How to Make Raspberry Pretzel Jello Salad

Start with a layer of crushed pretzels tossed in butter and sugar. That’s your base. As my friend Jana pointed out, you could just eat THAT all day long, no problems. I think Pretzel Brittle is in my future (and yours).

Bake the pretzel crust until golden and fragrant. Then, top with a delicious, creamy combination of cream cheese, sugar, and whipped topping.

Then, top with raspberry gelatin studded with lots of raspberries! Call it a salad call it dessert, but just make it and LOVE IT!

Take it To Go

Just out of personal curiosity, to see if it would work, I tried making this Raspberry Pretzel Jello Salad in one of those disposable aluminum pans (the “half-size” which is 12-3/4″ x 10-3/4″ x 2-9/16″).

I baked the pretzels in the pan and it was just fine; there was no adjustment to the baking time.

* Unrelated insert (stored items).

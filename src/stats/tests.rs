use serde_json::json;

use super::*;
use crate::types::ChatMessage;

fn msg(text: &str, outgoing: bool) -> ChatMessage {
    ChatMessage {
        text: text.to_string(),
        timestamp: "2026-08-30T12:00:00Z".to_string(),
        is_outgoing: outgoing,
        sender: if outgoing { "me" } else { "them" }.to_string(),
    }
}

#[test]
fn test_metrics_count_both_sides() {
    let messages = vec![
        msg("hey", false),
        msg("hi!", true),
        msg("free tonight?", false),
    ];
    let metrics = ConversationMetrics::from_messages(&messages);
    assert_eq!(metrics.total_messages, 3);
    assert_eq!(metrics.user_messages, 1);
    assert_eq!(metrics.other_messages, 2);
    assert_eq!(metrics.conversation_text, "Them: hey\nYou: hi!\nThem: free tonight?\n");
}

#[test]
fn test_metrics_empty_history() {
    let metrics = ConversationMetrics::from_messages(&[]);
    assert_eq!(metrics, ConversationMetrics::default());
    assert!(metrics.conversation_text.is_empty());
}

#[test]
fn test_metrics_transcript_window_is_fifty() {
    let messages: Vec<ChatMessage> = (0..60).map(|i| msg(&format!("m{i}"), i % 2 == 0)).collect();
    let metrics = ConversationMetrics::from_messages(&messages);
    assert_eq!(metrics.total_messages, 60);
    assert!(!metrics.conversation_text.contains("m9\n"));
    assert!(metrics.conversation_text.contains("m10\n"));
    assert!(metrics.conversation_text.contains("m59\n"));
}

#[test]
fn test_merge_keeps_per_field_defaults() {
    let raw = json!({
        "conversation_dynamics": {"energy_balance": "High"},
        "response_patterns": {"words_per_message": 14},
    });
    let profile = merge_stats(&raw);
    assert_eq!(profile.conversation_dynamics.energy_balance, "High");
    assert_eq!(profile.conversation_dynamics.engagement_level, "Medium");
    assert_eq!(profile.response_patterns.words_per_message, 14);
    assert_eq!(profile.response_patterns.avg_response_time, "5m");
    assert_eq!(profile.conversation_topics.topics[0].topic, "General Conversation");
}

#[test]
fn test_merge_full_reply_overrides_everything() {
    let raw = json!({
        "conversation_dynamics": {"energy_balance": "High", "engagement_level": "Low"},
        "response_patterns": {
            "avg_response_time": "2m",
            "words_per_message": 11,
            "question_rate": "35%",
            "emoji_usage": "High"
        },
        "conversation_topics": {
            "topics": [
                {"topic": "Sports", "percentage": "60%"},
                {"topic": "Food", "percentage": "40%"}
            ]
        },
        "communication_style": {"style_points": ["Initiates social activities"]},
        "conversation_tips": {"tips": ["Match their energy - they're enthusiastic!"]}
    });
    let profile = merge_stats(&raw);
    assert_eq!(profile.response_patterns.question_rate, "35%");
    assert_eq!(profile.conversation_topics.topics.len(), 2);
    assert_eq!(profile.conversation_topics.topics[1].topic, "Food");
    assert_eq!(
        profile.communication_style.style_points,
        vec!["Initiates social activities".to_string()]
    );
    assert_eq!(
        profile.conversation_tips.tips,
        vec!["Match their energy - they're enthusiastic!".to_string()]
    );
}

#[test]
fn test_merge_wrong_shapes_fall_back_per_field() {
    let raw = json!({
        "conversation_dynamics": {"energy_balance": 3},
        "response_patterns": {"words_per_message": "eight"},
        "conversation_topics": {"topics": ["Sports"]},
        "communication_style": {"style_points": []},
    });
    let profile = merge_stats(&raw);
    assert_eq!(profile, StatsProfile::fallback());
}

#[test]
fn test_prompt_carries_counts_and_transcript() {
    let messages = vec![msg("lunch tomorrow?", false), msg("sure, noon works", true)];
    let metrics = ConversationMetrics::from_messages(&messages);
    let prompt = stats_prompt(&metrics);
    assert!(prompt.contains("Total Messages: 2"));
    assert!(prompt.contains("Your Messages: 1"));
    assert!(prompt.contains("Them: lunch tomorrow?"));
    assert!(prompt.contains("Return ONLY valid JSON"));
}
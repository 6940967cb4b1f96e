//! Response curation: reverse-engineer a clean advice body and a bounded,
//! deduplicated suggestion list from unstructured model prose.
//!
//! Classification rules live in [`tables`] as data; the extractor is a
//! one-way `outside -> inside` state machine over lines.

mod cleaner;
mod extractor;
mod tables;

pub use cleaner::{clean_body, strip_closing_fillers};
pub use extractor::extract_suggestions;

use serde::{Deserialize, Serialize};

/// Curated model output: advice body plus 3-4 pasteable suggestions.
#[derive(Serialize, Deserialize, Debug, Clone, PartialEq)]
pub struct CuratedReply {
    pub response: String,
    pub suggestions: Vec<String>,
}

/// `curate(raw_text) -> {response, suggestions}`.
pub fn curate(raw_text: &str) -> CuratedReply {
    let suggestions = extract_suggestions(raw_text);
    let response = clean_body(raw_text, &suggestions);
    CuratedReply {
        response,
        suggestions,
    }
}

#[cfg(test)]
mod tests;
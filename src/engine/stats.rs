//! The conversation-insights pipeline.

use std::sync::Arc;

use chrono::Utc;
use serde_json::Value;
use tracing::{info, warn};

use crate::config::Config;
use crate::engine::assist::open_backend;
use crate::llm::{ModelClient, OpenAiClient};
use crate::memory::{CacheBackend, MemoryStore, StatsMemoryEntry, STATS_MEMORY_CAP};
use crate::stats::{
    merge_stats, stats_prompt, ConversationMetrics, StatsProfile, STATS_MAX_TOKENS,
    STATS_SYSTEM_PROMPT, STATS_TEMPERATURE,
};
use crate::tone::extract_json_object;
use crate::types::{StatsReply, StatsRequest};

/// Runs metric computation, the model call, per-field normalization, and
/// the memory write for one insights request. Infallible: every failure
/// path resolves to the fixed default profile.
pub struct StatsEngine {
    model: Option<Arc<dyn ModelClient>>,
    memory: MemoryStore<StatsMemoryEntry>,
}

impl StatsEngine {
    pub fn new(
        model: Option<Arc<dyn ModelClient>>,
        backend: Option<Arc<dyn CacheBackend>>,
    ) -> Self {
        Self {
            model,
            memory: MemoryStore::new("mentora_stats", backend),
        }
    }

    pub fn from_config(config: &Config) -> Self {
        let model = OpenAiClient::from_config(config)
            .map(|client| Arc::new(client) as Arc<dyn ModelClient>);
        Self::new(model, open_backend(config))
    }

    pub async fn stats(&self, request: &StatsRequest) -> StatsReply {
        let metrics = ConversationMetrics::from_messages(&request.chat_history);

        let model = match &self.model {
            Some(model) => model,
            None => {
                info!("no model credentials, returning default insights");
                return StatsProfile::fallback();
            }
        };

        let prompt = stats_prompt(&metrics);
        let raw = match model
            .complete(
                STATS_SYSTEM_PROMPT,
                &prompt,
                STATS_MAX_TOKENS,
                STATS_TEMPERATURE,
            )
            .await
        {
            Ok(raw) => raw,
            Err(e) => {
                warn!(error = %e, "insights model call failed, returning defaults");
                return StatsProfile::fallback();
            }
        };

        let parsed: Option<Value> =
            extract_json_object(&raw).and_then(|s| serde_json::from_str(s).ok());
        let value = match parsed {
            Some(value) => value,
            None => {
                warn!("insights reply unparsable, returning defaults");
                return StatsProfile::fallback();
            }
        };

        let profile = merge_stats(&value);

        let entry = StatsMemoryEntry {
            timestamp: Utc::now().to_rfc3339(),
            metrics,
            response: profile.clone(),
            chat_history_length: request.chat_history.len(),
        };
        self.memory
            .append(&request.user_id, entry, STATS_MEMORY_CAP)
            .await;

        profile
    }

    pub async fn memory_len(&self, user_id: &str) -> usize {
        self.memory.len(user_id).await
    }

    pub async fn memory_snapshot(&self, user_id: &str) -> Vec<StatsMemoryEntry> {
        self.memory.get(user_id).await
    }
}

I finished assembling the salad with no issues, too.

However, when I was serving and eating the salad, the layer of pretzels felt too thick. Because there was a smaller surface area in the pan, the pretzel layer was taller (packed higher). I prefer the salad in a 9-inch by 13-inch pan and the way the pretzels are more spread out in there. Just a thought!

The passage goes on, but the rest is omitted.